La Torre del Borgo: verità, misteri, inganni.

Si è svolto nel pomeriggio di martedì 4 ottobre presso i locali ACLI di Castelnuovo l’incontro patrocinato dal CNSL e promosso dall’Università d’Istruzione Permanente “Don Giovanni Simonetti” in particolare dal corso “Storie e personaggi recanatesi” diretto dal dottore Sergio Beccacece, organizzatore dell’evento. Il rettore Aurora Mogetta ha colto l’occasione per presentare l’offerta dell’università sempre più ricca con ben quattro nuovi corsi, mentre Andrea Marinelli nella sua introduzione ha parlato dell’alto valore simbolico della torre nata dall’unione degli antichi castelli. “Recanati era una città di grandi contenuti perché costruisce qualcosa che va al di là dell'utilità pratica.

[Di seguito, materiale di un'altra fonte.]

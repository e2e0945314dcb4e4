//! Per-instruction semantics.
//!
//! Every handler is a plain function over [`Registers`] so the dispatch
//! table can hold it as a function pointer and tests can call it without a
//! bus. Handlers run on the instruction's commit cycle; addressing and
//! timing live in the scheduler.
//!
//! Rule shared by every data-producing handler: N and Z are recomputed from
//! the result byte, never inherited. Flags an instruction does not affect
//! are left alone.

use crate::flags::{C, D, I, N, V, Z};
use crate::{Registers, Status};

// ============================================================================
// Implied: register-only effects
// ============================================================================

pub fn clc(regs: &mut Registers) {
    regs.p.clear(C);
}

pub fn sec(regs: &mut Registers) {
    regs.p.set(C);
}

pub fn cli(regs: &mut Registers) {
    regs.p.clear(I);
}

pub fn sei(regs: &mut Registers) {
    regs.p.set(I);
}

pub fn clv(regs: &mut Registers) {
    regs.p.clear(V);
}

pub fn cld(regs: &mut Registers) {
    regs.p.clear(D);
}

pub fn sed(regs: &mut Registers) {
    regs.p.set(D);
}

pub fn nop(_regs: &mut Registers) {}

pub fn inx(regs: &mut Registers) {
    regs.x = regs.x.wrapping_add(1);
    regs.p.update_nz(regs.x);
}

pub fn iny(regs: &mut Registers) {
    regs.y = regs.y.wrapping_add(1);
    regs.p.update_nz(regs.y);
}

pub fn dex(regs: &mut Registers) {
    regs.x = regs.x.wrapping_sub(1);
    regs.p.update_nz(regs.x);
}

pub fn dey(regs: &mut Registers) {
    regs.y = regs.y.wrapping_sub(1);
    regs.p.update_nz(regs.y);
}

pub fn tax(regs: &mut Registers) {
    regs.x = regs.a;
    regs.p.update_nz(regs.x);
}

pub fn tay(regs: &mut Registers) {
    regs.y = regs.a;
    regs.p.update_nz(regs.y);
}

pub fn txa(regs: &mut Registers) {
    regs.a = regs.x;
    regs.p.update_nz(regs.a);
}

pub fn tya(regs: &mut Registers) {
    regs.a = regs.y;
    regs.p.update_nz(regs.a);
}

pub fn tsx(regs: &mut Registers) {
    regs.x = regs.sp;
    regs.p.update_nz(regs.x);
}

/// TXS is the only transfer that leaves the flags alone.
pub fn txs(regs: &mut Registers) {
    regs.sp = regs.x;
}

// ============================================================================
// Read: consume an operand byte
// ============================================================================

pub fn lda(regs: &mut Registers, val: u8) {
    regs.a = val;
    regs.p.update_nz(val);
}

pub fn ldx(regs: &mut Registers, val: u8) {
    regs.x = val;
    regs.p.update_nz(val);
}

pub fn ldy(regs: &mut Registers, val: u8) {
    regs.y = val;
    regs.p.update_nz(val);
}

pub fn ora(regs: &mut Registers, val: u8) {
    regs.a |= val;
    regs.p.update_nz(regs.a);
}

pub fn and(regs: &mut Registers, val: u8) {
    regs.a &= val;
    regs.p.update_nz(regs.a);
}

pub fn eor(regs: &mut Registers, val: u8) {
    regs.a ^= val;
    regs.p.update_nz(regs.a);
}

/// BIT: Z from `A & M`, N and V copied from bits 7 and 6 of M.
pub fn bit(regs: &mut Registers, val: u8) {
    regs.p.set_if(Z, regs.a & val == 0);
    regs.p.set_if(N, val & 0x80 != 0);
    regs.p.set_if(V, val & 0x40 != 0);
}

fn compare(p: &mut Status, reg: u8, val: u8) {
    p.set_if(C, reg >= val);
    p.update_nz(reg.wrapping_sub(val));
}

pub fn cmp(regs: &mut Registers, val: u8) {
    compare(&mut regs.p, regs.a, val);
}

pub fn cpx(regs: &mut Registers, val: u8) {
    compare(&mut regs.p, regs.x, val);
}

pub fn cpy(regs: &mut Registers, val: u8) {
    compare(&mut regs.p, regs.y, val);
}

/// ADC honouring the D flag (NMOS 6502).
pub fn adc(regs: &mut Registers, val: u8) {
    if regs.p.is_set(D) {
        adc_decimal(regs, val);
    } else {
        adc_binary(regs, val);
    }
}

/// SBC honouring the D flag (NMOS 6502).
pub fn sbc(regs: &mut Registers, val: u8) {
    if regs.p.is_set(D) {
        sbc_decimal(regs, val);
    } else {
        sbc_binary(regs, val);
    }
}

/// ADC with binary arithmetic regardless of D (Ricoh 2A03).
pub fn adc_binary(regs: &mut Registers, val: u8) {
    let a = regs.a;
    let carry = u16::from(regs.p.is_set(C));
    let sum = u16::from(a) + u16::from(val) + carry;
    let result = sum as u8;

    regs.p.set_if(C, sum > 0xFF);
    regs.p.set_if(V, (a ^ result) & (val ^ result) & 0x80 != 0);
    regs.a = result;
    regs.p.update_nz(result);
}

/// SBC with binary arithmetic regardless of D (Ricoh 2A03).
///
/// Subtraction is addition of the one's complement with carry as
/// not-borrow.
pub fn sbc_binary(regs: &mut Registers, val: u8) {
    adc_binary(regs, !val);
}

// NMOS decimal mode: Z comes from the binary sum, N and V from the high
// nibble before its decimal adjust.
fn adc_decimal(regs: &mut Registers, val: u8) {
    let a = regs.a;
    let carry = u8::from(regs.p.is_set(C));

    let mut lo = (a & 0x0F) + (val & 0x0F) + carry;
    if lo > 9 {
        lo += 6;
    }
    let mut hi = (a >> 4) + (val >> 4) + u8::from(lo > 0x0F);

    let binary = a.wrapping_add(val).wrapping_add(carry);
    regs.p.set_if(Z, binary == 0);
    regs.p.set_if(N, hi & 0x08 != 0);
    regs.p.set_if(V, !(a ^ val) & (a ^ (hi << 4)) & 0x80 != 0);

    if hi > 9 {
        hi += 6;
    }
    regs.p.set_if(C, hi > 0x0F);
    regs.a = (hi << 4) | (lo & 0x0F);
}

// NMOS decimal mode: every flag comes from the binary difference; only the
// accumulator is decimal-adjusted.
fn sbc_decimal(regs: &mut Registers, val: u8) {
    let a = regs.a;
    let borrow = u8::from(!regs.p.is_set(C));

    let diff = u16::from(a)
        .wrapping_sub(u16::from(val))
        .wrapping_sub(u16::from(borrow));

    let mut lo = (a & 0x0F).wrapping_sub(val & 0x0F).wrapping_sub(borrow);
    let lo_borrow = lo & 0x80 != 0;
    if lo_borrow {
        lo = lo.wrapping_sub(6);
    }
    let mut hi = (a >> 4)
        .wrapping_sub(val >> 4)
        .wrapping_sub(u8::from(lo_borrow));

    let result = diff as u8;
    regs.p.set_if(Z, result == 0);
    regs.p.set_if(N, result & 0x80 != 0);
    regs.p.set_if(V, (a ^ val) & (a ^ result) & 0x80 != 0);
    regs.p.set_if(C, diff & 0xFF00 == 0);

    if hi & 0x80 != 0 {
        hi = hi.wrapping_sub(6);
    }
    regs.a = (hi << 4) | (lo & 0x0F);
}

// ============================================================================
// Write: produce the byte to store
// ============================================================================

pub fn sta(regs: &Registers) -> u8 {
    regs.a
}

pub fn stx(regs: &Registers) -> u8 {
    regs.x
}

pub fn sty(regs: &Registers) -> u8 {
    regs.y
}

// ============================================================================
// Modify: read-modify-write on memory or the accumulator
// ============================================================================

pub fn asl(regs: &mut Registers, val: u8) -> u8 {
    regs.p.set_if(C, val & 0x80 != 0);
    let result = val << 1;
    regs.p.update_nz(result);
    result
}

/// LSR: bit 0 goes to C, bit 7 is fed a zero, so N always ends up clear.
pub fn lsr(regs: &mut Registers, val: u8) -> u8 {
    regs.p.set_if(C, val & 0x01 != 0);
    let result = val >> 1;
    regs.p.update_nz(result);
    result
}

pub fn rol(regs: &mut Registers, val: u8) -> u8 {
    let carry = u8::from(regs.p.is_set(C));
    regs.p.set_if(C, val & 0x80 != 0);
    let result = (val << 1) | carry;
    regs.p.update_nz(result);
    result
}

pub fn ror(regs: &mut Registers, val: u8) -> u8 {
    let carry = if regs.p.is_set(C) { 0x80 } else { 0 };
    regs.p.set_if(C, val & 0x01 != 0);
    let result = (val >> 1) | carry;
    regs.p.update_nz(result);
    result
}

pub fn inc(regs: &mut Registers, val: u8) -> u8 {
    let result = val.wrapping_add(1);
    regs.p.update_nz(result);
    result
}

pub fn dec(regs: &mut Registers, val: u8) -> u8 {
    let result = val.wrapping_sub(1);
    regs.p.update_nz(result);
    result
}

// ============================================================================
// Stack
// ============================================================================

pub fn pha(regs: &Registers) -> u8 {
    regs.a
}

pub fn php(regs: &Registers) -> u8 {
    regs.p.to_byte_brk()
}

pub fn pla(regs: &mut Registers, val: u8) {
    regs.a = val;
    regs.p.update_nz(val);
}

pub fn plp(regs: &mut Registers, val: u8) {
    regs.p = Status::from_stack(val);
}

// ============================================================================
// Branch conditions
// ============================================================================

pub fn bpl(p: Status) -> bool {
    !p.is_set(N)
}

pub fn bmi(p: Status) -> bool {
    p.is_set(N)
}

pub fn bvc(p: Status) -> bool {
    !p.is_set(V)
}

pub fn bvs(p: Status) -> bool {
    p.is_set(V)
}

pub fn bcc(p: Status) -> bool {
    !p.is_set(C)
}

pub fn bcs(p: Status) -> bool {
    p.is_set(C)
}

pub fn bne(p: Status) -> bool {
    !p.is_set(Z)
}

pub fn beq(p: Status) -> bool {
    p.is_set(Z)
}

Era uno dei nuclei più attivi e dinamici di tutta la Marca territoriale per l’aspetto economico, culturale e politico.” Beccacece, dopo aver descritto la torre nei suoi aspetti più tecnici, si è soffermato sugli elementi decorativi come, l’orologio, le lapidi, il bassorilievo di Pier Paolo Jacometti, commentato da Nikla Cingolani, ma soprattutto sugli stemmi chiedendosi se quello di Recanati è davvero l’erede dello stemma di Pompeo come è inciso nella pietra di destra posta sopra l’orologio: POMPEII STEMMATIS HÆRES. "E’ uno stemma modificato” risponde Beccacece “perché lo stemma di Pompeo è un leone che tiene nelle sue zampe una spada mentre il nostro ha anche la corona.” Pompeo benché fosse un perdente era un grande generale, influente, cordiale, molto amato dal popolo, ma soprattutto era nato a Fermo, città molto legata a Recanati.

Infine rivolge l’attenzione alla lapide con la frase delle Ricordanze  “Viene il vento recando il suon dell'ora dalla torre del borgo” citando gli Appunti di Don Lauro Cingolani il quale scrive dell’impossibilità per Leopardi di sentire il suono delle ore provenienti dalle campane della torre civica perché furono rapinate dal sacco dei francesi del 1798 e rimesse successivamente nel 1839, due anni dopo la morte del Poeta. “Ma questo è un topos letterario” ribatte Aurora Mogetta “non importa sapere se Giacomo sentiva o no le ore”. Pronto Beccacece a ribattere “Sì Aurora, ma se Leopardi l’avesse veramente sentito, il suono proveniva sicuramente dalla torre di Castelnuovo”.